I was shocked. So, I decided to find out if this was something female powerlifters face on the daily. After much fangirling and messaging I managed to catch some of the strongest ladies in the world to discuss the topic.

Photo courtesy of Jennifer Thompson on Instagram.

Jennifer Thompson

Jennifer Thompson, IPF World Record Holder in the Bench Press, 138lbs/63kg Class (314lbs/142.5kg).

Do you ever get negative comments about your arch?

I will occasionally get crap for my arch. Although I don’t really have a large one, especially compared to others. My ROM is never in question because it is fairly long.

Who do you get the hate from?

If I do get crap it is from men. Mostly I feel it makes them feel inferior since I can lift so much. But it’s like this: There can be 10 awesome comments and 1 negative and we tend to focus on that. So I think there really are only a few people that are making a stink about the arch but they stand out more than others.

[Thompson gives more of her thoughts on arching in the bench in our article, 5 Powerlifting Rules You Should Break.]

Why do you think this is? Do you think men get less negative press?

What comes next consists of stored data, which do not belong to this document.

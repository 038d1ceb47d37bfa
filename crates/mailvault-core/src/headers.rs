//! Transport-header normalization.
//!
//! Takes the raw header blob an archive message carries (which may be absent
//! or damaged) and exposes the handful of extractions threading needs. An
//! unparsable blob yields an empty mapping, never an error.

use mailvault_archive::Headers;

/// Normalized view over a message's transport headers.
#[derive(Debug, Default)]
pub struct MessageHeaders {
    headers: Headers,
}

impl MessageHeaders {
    /// Parses a raw transport-header blob. `None` or garbage input yields an
    /// empty mapping.
    #[must_use]
    pub fn parse(raw: Option<&str>) -> Self {
        let headers = raw.map(Headers::parse).unwrap_or_default();
        Self { headers }
    }

    /// Gets a header value by lower-cased name.
    #[must_use]
    pub fn get(&self, name: &str) -> Option<&str> {
        self.headers.get(name)
    }

    /// The protocol-level message id: prefers the archive's native field,
    /// falls back to the `Message-Id` header. Trimmed; `None` when absent
    /// everywhere.
    #[must_use]
    pub fn message_id(&self, native: Option<&str>) -> Option<String> {
        native
            .filter(|v| !v.trim().is_empty())
            .or_else(|| self.headers.get("message-id"))
            .map(|v| v.trim().to_string())
            .filter(|v| !v.is_empty())
    }

    /// The trimmed `In-Reply-To` header, or `None`.
    #[must_use]
    pub fn in_reply_to(&self) -> Option<String> {
        self.headers
            .get("in-reply-to")
            .map(|v| v.trim().to_string())
            .filter(|v| !v.is_empty())
    }

    /// The raw `References` header, or `None`.
    #[must_use]
    pub fn references(&self) -> Option<String> {
        self.headers
            .get("references")
            .map(|v| v.trim().to_string())
            .filter(|v| !v.is_empty())
    }
}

Women are generally more flexible than men so the arch is bigger. Women also don’t have as much shoulder strength as men so they need to arch more where a man can arch less and still be strong.

Why do you arch? What are the benefits?

In the bench press you need the arch to engage your pecs more and take the shoulders out of the lift. The pec is a stronger and larger muscle than the shoulders. Men that do not arch would hugely benefit from one if they were willing to work on it.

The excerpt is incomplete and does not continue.